The combined costs of Hochul’s flights through early July 2022, including these repositioning flights, was about $250,000, according to a Post analysis of flight records obtained through a Freedom of Information Law request last summer.
Data showing repositioning costs were not available for the final six weeks of her first year in office — though records show at least $21,000 in additional costs just from the flights carrying Hochul from July through Aug. 23, 2022.
“A pretty ignominious achievement”
Hochul’s frequent flying habits put her in the same league as disgraced former Gov. Andrew Cuomo, who also attracted criticism over his questionable use of state aircraft.
Records show Cuomo took 195 trips in 2017 on state aircraft, 189 the following year as he ran for reelection, and 220 more in 2019 before the COVID-19 pandemic disrupted travel.
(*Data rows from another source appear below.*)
use chrono::{DateTime, Datelike, Days, FixedOffset, NaiveDate, Timelike, Weekday};
use tracing::debug;

use super::error::{ForecastError, Result};
use super::types::{BalanceInput, BalancePoint, PayCutoff};

/// Days simulated after the start day; the series holds `SIMULATION_DAYS + 1` points.
pub const SIMULATION_DAYS: u64 = 365;

/// Projects the running balance one year forward from `now`, one point per calendar day.
///
/// Pay lands on weekdays, except on the start day once the clock is at or past the
/// cutoff hour (today's pay is assumed to already be in `starting_balance`). Bills apply
/// on their day of month until their expiry date, and one-off cashflows on their exact
/// date. Each day's balance is rounded to cents before the next day builds on it.
pub fn simulate_balance(
    input: &BalanceInput,
    now: DateTime<FixedOffset>,
    cutoff: PayCutoff,
) -> Result<Vec<BalancePoint>> {
    let today = now.date_naive();
    let pay_already_landed = now.hour() >= cutoff.hour;

    let mut series = Vec::with_capacity(SIMULATION_DAYS as usize + 1);
    let mut balance = input.starting_balance;

    for offset in 0..=SIMULATION_DAYS {
        let date = today.checked_add_days(Days::new(offset)).ok_or_else(|| {
            ForecastError::Computation(format!("date overflow at {today} + {offset} days"))
        })?;

        if is_weekday(date) && !(date == today && pay_already_landed) {
            balance += input.daily_pay;
        }

        balance -= bills_due(input, date);
        balance += cashflows_on(input, date);

        balance = round_cents(balance);
        if !balance.is_finite() {
            return Err(ForecastError::Computation(format!(
                "balance is not finite on {date}"
            )));
        }
        series.push(BalancePoint { date, balance });
    }

    debug!(
        start = %today,
        points = series.len(),
        pay_already_landed,
        "simulated balance trajectory"
    );
    Ok(series)
}

fn is_weekday(date: NaiveDate) -> bool {
    !matches!(date.weekday(), Weekday::Sat | Weekday::Sun)
}

fn bills_due(input: &BalanceInput, date: NaiveDate) -> f64 {
    input
        .bills
        .iter()
        .filter(|bill| bill.day_of_month == date.day())
        .filter(|bill| bill.expiry_date.is_none_or(|expiry| date <= expiry))
        .map(|bill| bill.amount)
        .sum()
}

fn cashflows_on(input: &BalanceInput, date: NaiveDate) -> f64 {
    input
        .cashflows
        .iter()
        .filter(|flow| flow.date == date)
        .map(|flow| flow.amount)
        .sum()
}

pub(crate) fn round_cents(value: f64) -> f64 {
    (value * 100.0).round() / 100.0
}
use super::types::{ExtremaReport, TurningPoint, TurningPointKind, WeightForecast};

const SEPARATOR: &str = " • ";

/// Renders the trend formula followed by one `- MM/DD: WW.WW lbs` line per prediction.
pub fn render_weight_report(forecast: &WeightForecast) -> String {
    let formula = format!(
        "Weight = {:.2} * DateOrdinal + {:.2}",
        forecast.model.slope, forecast.model.intercept
    );
    std::iter::once(formula)
        .chain(forecast.predictions.iter().map(|prediction| {
            format!(
                "- {}: {:.2} lbs",
                prediction.date.format("%m/%d"),
                prediction.weight
            )
        }))
        .collect::<Vec<_>>()
        .join("\n")
}

/// Renders minima (and maxima, when reported) as `date: $balance` pairs on one line each.
pub fn render_balance_report(points: &[TurningPoint], report: ExtremaReport) -> String {
    let minima = render_kind(points, TurningPointKind::Minimum);
    match report {
        ExtremaReport::Minima => format!("Local minima: {minima}"),
        ExtremaReport::Both => {
            let maxima = render_kind(points, TurningPointKind::Maximum);
            format!("Local minima: {minima}\nLocal maxima: {maxima}")
        }
    }
}

fn render_kind(points: &[TurningPoint], kind: TurningPointKind) -> String {
    let rendered: Vec<String> = points
        .iter()
        .filter(|p| p.kind == kind)
        .map(|p| format!("{}: ${:.2}", p.date.format("%Y-%m-%d"), p.balance))
        .collect();
    if rendered.is_empty() {
        "none".to_string()
    } else {
        rendered.join(SEPARATOR)
    }
}
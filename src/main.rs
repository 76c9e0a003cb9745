use clap::Parser;
use tracing_subscriber::EnvFilter;

use forecast::api::{Cli, run};

#[tokio::main]
async fn main() {
    tracing_subscriber::fmt()
        .with_env_filter(
            EnvFilter::try_from_default_env()
                .unwrap_or_else(|_| EnvFilter::new("forecast=info,tower_http=info")),
        )
        .with_writer(std::io::stderr)
        .init();

    let cli = Cli::parse();
    if let Err(e) = run(cli).await {
        eprintln!("Error: {e}");
        std::process::exit(1);
    }
}
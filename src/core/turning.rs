use tracing::debug;

use super::error::{ForecastError, Result};
use super::types::{BalancePoint, DetectorConfig, ExtremaReport, TurningPoint, TurningPointKind};

/// Returns the local minima (and maxima, when configured) of a balance series.
///
/// Index `i` in `[r, len - r)` qualifies when its balance equals the extremum of the
/// closed window `[i - r, i + r]` and differs from the previous day's balance. The
/// previous-day guard keeps a flat stretch at the extremum from firing on every day.
pub fn detect_turning_points(
    series: &[BalancePoint],
    config: DetectorConfig,
) -> Result<Vec<TurningPoint>> {
    let radius = config.radius.days();
    let required = 2 * radius + 1;
    if series.len() < required {
        return Err(ForecastError::InsufficientSeries {
            what: "balance series",
            required,
            actual: series.len(),
        });
    }

    let mut points = Vec::new();
    for i in radius..series.len() - radius {
        let current = series[i].balance;
        if current == series[i - 1].balance {
            continue;
        }

        let window = &series[i - radius..=i + radius];
        let (low, high) = window_bounds(window);

        if current == low {
            points.push(turning_point(&series[i], TurningPointKind::Minimum));
        }
        if config.report == ExtremaReport::Both && current == high {
            points.push(turning_point(&series[i], TurningPointKind::Maximum));
        }
    }

    debug!(
        radius,
        candidates = series.len() - 2 * radius,
        found = points.len(),
        "detected turning points"
    );
    Ok(points)
}

fn window_bounds(window: &[BalancePoint]) -> (f64, f64) {
    window.iter().fold((f64::INFINITY, f64::NEG_INFINITY), |(lo, hi), p| {
        (lo.min(p.balance), hi.max(p.balance))
    })
}

fn turning_point(point: &BalancePoint, kind: TurningPointKind) -> TurningPoint {
    TurningPoint {
        date: point.date,
        balance: point.balance,
        kind,
    }
}

#[cfg(test)]
mod tests {
    use super::*;
    use crate::core::types::WindowRadius;
    use chrono::{Days, NaiveDate};
    use proptest::prelude::{prop, prop_assert, proptest};

    fn series_from(balances: &[f64]) -> Vec<BalancePoint> {
        let start = NaiveDate::from_ymd_opt(2024, 1, 1).expect("valid date");
        balances
            .iter()
            .enumerate()
            .map(|(i, &balance)| BalancePoint {
                date: start + Days::new(i as u64),
                balance,
            })
            .collect()
    }

    fn config(radius: WindowRadius, report: ExtremaReport) -> DetectorConfig {
        DetectorConfig { radius, report }
    }

    fn kinds_at(points: &[TurningPoint], series: &[BalancePoint]) -> Vec<(usize, TurningPointKind)> {
        points
            .iter()
            .map(|p| {
                let idx = series
                    .iter()
                    .position(|s| s.date == p.date)
                    .expect("point comes from series");
                (idx, p.kind)
            })
            .collect()
    }

    #[test]
    fn finds_a_single_valley_with_radius_two() {
        let series = series_from(&[10.0, 9.0, 8.0, 5.0, 8.0, 9.0, 10.0]);
        let points = detect_turning_points(&series, config(WindowRadius::Two, ExtremaReport::Minima))
            .expect("detects");

        assert_eq!(kinds_at(&points, &series), vec![(3, TurningPointKind::Minimum)]);
        assert_eq!(points[0].balance, 5.0);
    }

    #[test]
    fn reports_maxima_only_when_configured() {
        let series = series_from(&[1.0, 2.0, 3.0, 9.0, 3.0, 2.0, 1.0, 0.5, 1.0, 2.0, 3.0]);

        let minima = detect_turning_points(&series, config(WindowRadius::Two, ExtremaReport::Minima))
            .expect("detects");
        let both = detect_turning_points(&series, config(WindowRadius::Two, ExtremaReport::Both))
            .expect("detects");

        assert_eq!(kinds_at(&minima, &series), vec![(7, TurningPointKind::Minimum)]);
        assert_eq!(
            kinds_at(&both, &series),
            vec![(3, TurningPointKind::Maximum), (7, TurningPointKind::Minimum)]
        );
    }

    #[test]
    fn wider_window_ignores_shallow_dips() {
        // The dip at index 3 is a minimum over +-2 days but not over +-3 days.
        let series = series_from(&[1.0, 6.0, 6.0, 4.0, 6.0, 6.0, 6.0, 6.0]);

        let narrow = detect_turning_points(&series, config(WindowRadius::Two, ExtremaReport::Minima))
            .expect("detects");
        let wide = detect_turning_points(&series, config(WindowRadius::Three, ExtremaReport::Minima))
            .expect("detects");

        assert_eq!(kinds_at(&narrow, &series), vec![(3, TurningPointKind::Minimum)]);
        assert!(wide.is_empty());
    }

    #[test]
    fn plateau_triggers_only_on_entry() {
        let series = series_from(&[5.0, 5.0, 4.0, 3.0, 3.0, 3.0, 4.0, 5.0, 5.0]);
        let points = detect_turning_points(&series, config(WindowRadius::Two, ExtremaReport::Minima))
            .expect("detects");

        assert_eq!(kinds_at(&points, &series), vec![(3, TurningPointKind::Minimum)]);
    }

    #[test]
    fn window_margin_excludes_series_edges() {
        // Global minimum sits at index 0 and maximum at the last index.
        let series = series_from(&[0.0, 3.0, 2.0, 4.0, 2.0, 5.0, 9.0]);
        let points = detect_turning_points(&series, config(WindowRadius::Two, ExtremaReport::Both))
            .expect("detects");

        assert!(points.iter().all(|p| p.balance != 0.0 && p.balance != 9.0));
    }

    #[test]
    fn step_into_flat_window_reports_one_kind() {
        // The previous day sits inside the window, so a step into a flat run is either
        // the window's high or its low, never both.
        let series = series_from(&[1.0, 2.0, 3.0, 3.0, 3.0]);
        let points = detect_turning_points(&series, config(WindowRadius::Two, ExtremaReport::Both))
            .expect("detects");

        assert_eq!(
            kinds_at(&points, &series),
            vec![(2, TurningPointKind::Maximum)]
        );

        let series = series_from(&[4.0, 4.0, 3.0, 3.0, 3.0]);
        let points = detect_turning_points(&series, config(WindowRadius::Two, ExtremaReport::Both))
            .expect("detects");
        assert_eq!(
            kinds_at(&points, &series),
            vec![(2, TurningPointKind::Minimum)]
        );
    }

    #[test]
    fn short_series_is_rejected() {
        let series = series_from(&[1.0, 2.0, 3.0, 4.0, 5.0, 6.0]);

        let err = detect_turning_points(&series, config(WindowRadius::Three, ExtremaReport::Minima))
            .expect_err("needs seven points");
        assert!(matches!(
            err,
            ForecastError::InsufficientSeries {
                required: 7,
                actual: 6,
                ..
            }
        ));
        assert!(detect_turning_points(&series[..5], config(WindowRadius::Two, ExtremaReport::Minima)).is_ok());
    }

    proptest! {
        #![proptest_config(proptest::test_runner::Config::with_cases(64))]

        #[test]
        fn prop_emitted_points_differ_from_previous_day(
            cents in prop::collection::vec(-50i64..50, 7..80),
            wide in proptest::bool::ANY,
        ) {
            let balances: Vec<f64> = cents.iter().map(|c| *c as f64 / 10.0).collect();
            let series = series_from(&balances);
            let radius = if wide { WindowRadius::Three } else { WindowRadius::Two };
            let r = radius.days();

            let points = detect_turning_points(&series, config(radius, ExtremaReport::Both))
                .expect("long enough");

            for (idx, kind) in kinds_at(&points, &series) {
                prop_assert!(idx >= r && idx < series.len() - r);
                prop_assert!(series[idx].balance != series[idx - 1].balance);
                let window = &series[idx - r..=idx + r];
                match kind {
                    TurningPointKind::Minimum => {
                        prop_assert!(window.iter().all(|p| p.balance >= series[idx].balance));
                    }
                    TurningPointKind::Maximum => {
                        prop_assert!(window.iter().all(|p| p.balance <= series[idx].balance));
                    }
                }
            }
        }
    }
}
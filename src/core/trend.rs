use chrono::{Datelike, Days, NaiveDate};
use tracing::debug;

use super::error::{ForecastError, Result};
use super::types::{FittedPoint, TrendModel, WeightForecast, WeightObservation, WeightPrediction};
use super::weight::fill_gaps;

pub const DEFAULT_HORIZONS: [u64; 5] = [15, 30, 45, 60, 90];

/// Day number used as the regression's x value; 0001-01-01 is day 1.
pub fn date_ordinal(date: NaiveDate) -> i32 {
    date.num_days_from_ce()
}

/// Ordinary least squares fit of weight against date ordinal.
///
/// Point order does not matter and duplicate dates are fitted as separate points.
pub fn fit_trend(series: &[WeightObservation]) -> Result<TrendModel> {
    if series.len() < 2 {
        return Err(ForecastError::InsufficientSeries {
            what: "weight observations",
            required: 2,
            actual: series.len(),
        });
    }

    let n = series.len() as f64;
    let x_mean = series.iter().map(|o| date_ordinal(o.date) as f64).sum::<f64>() / n;
    let y_mean = series.iter().map(|o| o.weight).sum::<f64>() / n;

    let mut num = 0.0;
    let mut den = 0.0;
    for obs in series {
        let dx = date_ordinal(obs.date) as f64 - x_mean;
        num += dx * (obs.weight - y_mean);
        den += dx * dx;
    }

    if den.abs() < 1e-12 {
        return Err(ForecastError::Computation(
            "all observations share one date; slope is undefined".to_string(),
        ));
    }

    let slope = num / den;
    let intercept = y_mean - slope * x_mean;
    if !slope.is_finite() || !intercept.is_finite() {
        return Err(ForecastError::Computation(format!(
            "trend fit is not finite (slope {slope}, intercept {intercept})"
        )));
    }

    let fitted = series
        .iter()
        .map(|obs| {
            let ordinal = date_ordinal(obs.date);
            FittedPoint {
                date: obs.date,
                ordinal,
                weight: obs.weight,
                fitted: slope * ordinal as f64 + intercept,
            }
        })
        .collect();

    debug!(points = series.len(), slope, intercept, "fitted weight trend");
    Ok(TrendModel {
        slope,
        intercept,
        fitted,
    })
}

/// Evaluates the fitted line `horizons` days after `last_date`.
pub fn extrapolate(
    model: &TrendModel,
    last_date: NaiveDate,
    horizons: &[u64],
) -> Result<Vec<WeightPrediction>> {
    horizons
        .iter()
        .map(|&days| {
            let date = last_date.checked_add_days(Days::new(days)).ok_or_else(|| {
                ForecastError::Computation(format!("date overflow at {last_date} + {days} days"))
            })?;
            Ok(WeightPrediction {
                horizon_days: days as i64,
                date,
                weight: model.predict(date_ordinal(date)),
            })
        })
        .collect()
}

/// Runs the full weight pipeline: gap fill, fit, and optionally extrapolate.
///
/// Horizons are counted from the last observation by input position, not the latest date.
pub fn forecast_weight(
    observations: &[WeightObservation],
    include_forecast: bool,
) -> Result<WeightForecast> {
    let normalized = fill_gaps(observations)?;
    let model = fit_trend(&normalized)?;

    let predictions = match (include_forecast, observations.last()) {
        (true, Some(last)) => extrapolate(&model, last.date, &DEFAULT_HORIZONS)?,
        _ => Vec::new(),
    };

    Ok(WeightForecast { model, predictions })
}
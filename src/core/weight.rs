use chrono::{Days, NaiveDate};
use tracing::debug;

use super::error::{ForecastError, Result};
use super::types::WeightObservation;

const DATE_FORMATS: [&str; 2] = ["%Y-%m-%d", "%m/%d/%Y"];

/// Upper bound on synthesized days across all gaps in one series (about a century).
pub const MAX_FILLED_DAYS: i64 = 36_600;

/// Parses newline-separated `date,weight` rows.
///
/// Blank lines are ignored. The first non-blank row is skipped as a header when neither
/// column parses; any later unparseable row is an error.
/// Rows keep their input order; nothing is sorted or deduplicated here.
pub fn parse_weight_rows(text: &str) -> Result<Vec<WeightObservation>> {
    let mut observations = Vec::new();
    let mut first_row = true;

    for (line_no, line) in text.lines().enumerate() {
        let line = line.trim();
        if line.is_empty() {
            continue;
        }
        let is_first_row = std::mem::replace(&mut first_row, false);

        let (date_field, weight_field) = line.split_once(',').ok_or_else(|| {
            ForecastError::MalformedInput(format!(
                "line {}: expected `date,weight`, got {line:?}",
                line_no + 1
            ))
        })?;
        let date_field = date_field.trim();
        let weight_field = weight_field.trim();

        let date = parse_date(date_field);
        let weight = weight_field.parse::<f64>().ok();

        match (date, weight) {
            (Some(date), Some(weight)) if weight.is_finite() => {
                observations.push(WeightObservation { date, weight });
            }
            (None, None) if is_first_row => {
                debug!(line = line_no + 1, "skipping header row");
            }
            (None, _) => {
                return Err(ForecastError::MalformedInput(format!(
                    "line {}: unparseable date {date_field:?}",
                    line_no + 1
                )));
            }
            (Some(_), _) => {
                return Err(ForecastError::MalformedInput(format!(
                    "line {}: weight {weight_field:?} is not a finite number",
                    line_no + 1
                )));
            }
        }
    }

    Ok(observations)
}

pub(crate) fn parse_date(s: &str) -> Option<NaiveDate> {
    DATE_FORMATS
        .iter()
        .find_map(|fmt| NaiveDate::parse_from_str(s, fmt).ok())
}

/// Fills every multi-day gap between consecutive observations.
///
/// Each skipped day gets the plain mean of the two bracketing weights; the value is
/// flat across the gap rather than ramped. Synthesized days are built separately from
/// the input, then merged and stably sorted by date.
pub fn fill_gaps(observations: &[WeightObservation]) -> Result<Vec<WeightObservation>> {
    if observations.len() < 2 {
        return Err(ForecastError::InsufficientSeries {
            what: "weight observations",
            required: 2,
            actual: observations.len(),
        });
    }

    let mut synthesized = Vec::new();
    let mut filled_days = 0i64;
    for pair in observations.windows(2) {
        let (before, after) = (pair[0], pair[1]);
        let gap = (after.date - before.date).num_days();
        if gap <= 1 {
            continue;
        }

        filled_days += gap - 1;
        if filled_days > MAX_FILLED_DAYS {
            return Err(ForecastError::MalformedInput(format!(
                "gap from {} to {} needs more than {MAX_FILLED_DAYS} filled days",
                before.date, after.date
            )));
        }

        let midpoint = (before.weight + after.weight) / 2.0;
        for step in 1..gap as u64 {
            let date = before.date.checked_add_days(Days::new(step)).ok_or_else(|| {
                ForecastError::Computation(format!("date overflow filling after {}", before.date))
            })?;
            synthesized.push(WeightObservation {
                date,
                weight: midpoint,
            });
        }
    }

    debug!(
        observed = observations.len(),
        synthesized = synthesized.len(),
        "filled weight gaps"
    );

    let mut normalized = Vec::with_capacity(observations.len() + synthesized.len());
    normalized.extend_from_slice(observations);
    normalized.extend(synthesized);
    normalized.sort_by_key(|obs| obs.date);
    Ok(normalized)
}

#[cfg(test)]
mod tests {
    use super::*;
    use proptest::prelude::{prop, prop_assert, prop_assert_eq, proptest};

    fn date(s: &str) -> NaiveDate {
        NaiveDate::parse_from_str(s, "%Y-%m-%d").expect("valid date")
    }

    fn obs(d: &str, weight: f64) -> WeightObservation {
        WeightObservation {
            date: date(d),
            weight,
        }
    }

    #[test]
    fn parses_rows_and_ignores_blank_lines() {
        let rows = parse_weight_rows("2024-01-01,150\n\n 2024-01-03 , 148.5 \n").expect("parses");
        assert_eq!(rows, vec![obs("2024-01-01", 150.0), obs("2024-01-03", 148.5)]);
    }

    #[test]
    fn accepts_us_style_dates_and_a_header_row() {
        let rows = parse_weight_rows("Date,Weight\n01/05/2024,181.2\n2024-01-06,180.9").expect("parses");
        assert_eq!(rows, vec![obs("2024-01-05", 181.2), obs("2024-01-06", 180.9)]);
    }

    #[test]
    fn rejects_malformed_rows() {
        for text in [
            "2024-01-01 150",
            "2024-01-01,heavy",
            "2024-13-01,150",
            "2024-01-01,150\nDate,Weight",
            "Date,Weight\nnotes,none\n2024-01-01,150",
            "2024-01-01,NaN",
        ] {
            let err = parse_weight_rows(text).expect_err(text);
            assert!(matches!(err, ForecastError::MalformedInput(_)), "{text}: {err}");
        }
    }

    #[test]
    fn one_day_gap_gets_midpoint() {
        let rows = parse_weight_rows("2024-01-01,150\n2024-01-03,148").expect("parses");
        let filled = fill_gaps(&rows).expect("fills");

        assert_eq!(
            filled,
            vec![
                obs("2024-01-01", 150.0),
                obs("2024-01-02", 149.0),
                obs("2024-01-03", 148.0),
            ]
        );
    }

    #[test]
    fn gap_fill_is_flat_not_ramped() {
        // A true interpolation would give 198, 196, 194; the fill repeats the midpoint.
        let filled = fill_gaps(&[obs("2024-03-01", 200.0), obs("2024-03-05", 192.0)]).expect("fills");
        let synthesized: Vec<f64> = filled[1..4].iter().map(|o| o.weight).collect();
        assert_eq!(synthesized, vec![196.0, 196.0, 196.0]);
    }

    #[test]
    fn output_is_chronological_even_across_several_gaps() {
        let filled = fill_gaps(&[
            obs("2024-01-01", 100.0),
            obs("2024-01-04", 103.0),
            obs("2024-01-05", 104.0),
            obs("2024-01-07", 98.0),
        ])
        .expect("fills");

        let dates: Vec<NaiveDate> = filled.iter().map(|o| o.date).collect();
        let expected: Vec<NaiveDate> = (0..7).map(|d| date("2024-01-01") + Days::new(d)).collect();
        assert_eq!(dates, expected);
        assert_eq!(filled[5].weight, 101.0);
    }

    #[test]
    fn out_of_order_and_duplicate_pairs_add_nothing() {
        let input = [
            obs("2024-01-05", 100.0),
            obs("2024-01-02", 101.0),
            obs("2024-01-02", 102.0),
        ];
        let filled = fill_gaps(&input).expect("fills");
        assert_eq!(filled.len(), 3);
        assert_eq!(filled[0].date, date("2024-01-02"));
    }

    #[test]
    fn header_is_only_skipped_on_the_first_row() {
        let rows = parse_weight_rows("\n\nDate,Weight\n2024-01-01,150").expect("parses");
        assert_eq!(rows, vec![obs("2024-01-01", 150.0)]);

        let err = parse_weight_rows("Date,Weight\nDay,Pounds\n2024-01-01,150")
            .expect_err("second header-like row");
        assert!(err.to_string().contains("line 2"), "{err}");
    }

    #[test]
    fn oversized_gap_is_rejected() {
        let far = NaiveDate::from_ymd_opt(12_024, 1, 1).expect("valid far date");
        let err = fill_gaps(&[
            obs("2024-01-01", 150.0),
            WeightObservation {
                date: far,
                weight: 150.0,
            },
        ])
        .expect_err("gap too large");
        assert!(matches!(err, ForecastError::MalformedInput(_)));

        let total_over_cap = fill_gaps(&[
            obs("2000-01-01", 150.0),
            obs("2060-01-01", 150.0),
            obs("2120-01-01", 150.0),
        ]);
        assert!(total_over_cap.is_err());

        let at_cap = fill_gaps(&[
            obs("2024-01-01", 150.0),
            WeightObservation {
                date: date("2024-01-01") + Days::new(MAX_FILLED_DAYS as u64 + 1),
                weight: 150.0,
            },
        ])
        .expect("exactly at the cap");
        assert_eq!(at_cap.len(), MAX_FILLED_DAYS as usize + 2);
    }

    #[test]
    fn needs_two_observations() {
        let err = fill_gaps(&[obs("2024-01-01", 150.0)]).expect_err("too short");
        assert!(matches!(
            err,
            ForecastError::InsufficientSeries {
                required: 2,
                actual: 1,
                ..
            }
        ));
    }

    proptest! {
        #![proptest_config(proptest::test_runner::Config::with_cases(48))]

        #[test]
        fn prop_each_gap_adds_gap_minus_one_midpoints(
            steps in prop::collection::vec((1u64..9, 1_000u32..3_000), 2..20),
        ) {
            let mut current = date("2023-06-01");
            let mut input = Vec::new();
            for (i, (step, tenths)) in steps.iter().enumerate() {
                if i > 0 {
                    current = current + Days::new(*step);
                }
                input.push(WeightObservation { date: current, weight: *tenths as f64 / 10.0 });
            }

            let filled = fill_gaps(&input).expect("fills");
            let span = (input[input.len() - 1].date - input[0].date).num_days() as usize + 1;
            prop_assert_eq!(filled.len(), span);

            for pair in input.windows(2) {
                let midpoint = (pair[0].weight + pair[1].weight) / 2.0;
                let between: Vec<&WeightObservation> = filled
                    .iter()
                    .filter(|o| o.date > pair[0].date && o.date < pair[1].date)
                    .collect();
                let gap = (pair[1].date - pair[0].date).num_days() as usize;
                prop_assert_eq!(between.len(), gap - 1);
                prop_assert!(between.iter().all(|o| o.weight == midpoint));
            }
        }
    }
}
After Cuomo resigned amid multiple scandals in August 2021, Hochul promised to remake state government along more ethical and transparent lines, an effort seemingly undermined by the more than 200 flights she took in her first year in office.

“That’s a pretty ignominious achievement, to be able to come in and close to matching his just incredible amount of use of state aircraft,” Kaehny said.
Hochul built her political brand as lieutenant governor by crisscrossing the state, often by car, to events in small communities across New York — but that approach makes much less sense now that she’s the state’s chief executive, according to Kaehny.
“It also makes you wonder how the governor and the governor’s staff have time to actually think and make sound decisions when the whole MO was just constantly flying and traveling every second, and that whole dynamic of always being hurried, always has to be there, always have to be there,” he said. “Why?”

Political rivals say Hochul’s use of state aircraft is a sign of how she has grown out of touch with New Yorkers while traveling around the state — supposedly on their behalf.
“At the end of the day, most people hail a cab, call an Uber, drive a car or ride the train,” Barclay said, “but the governor – despite repeated and warranted criticism – continues with her taxpayer-funded, high-expense luxury travel.”
A Hochul spokeswoman did not immediately respond to requests for comment about the ongoing criticism of the governor and her traveling habits.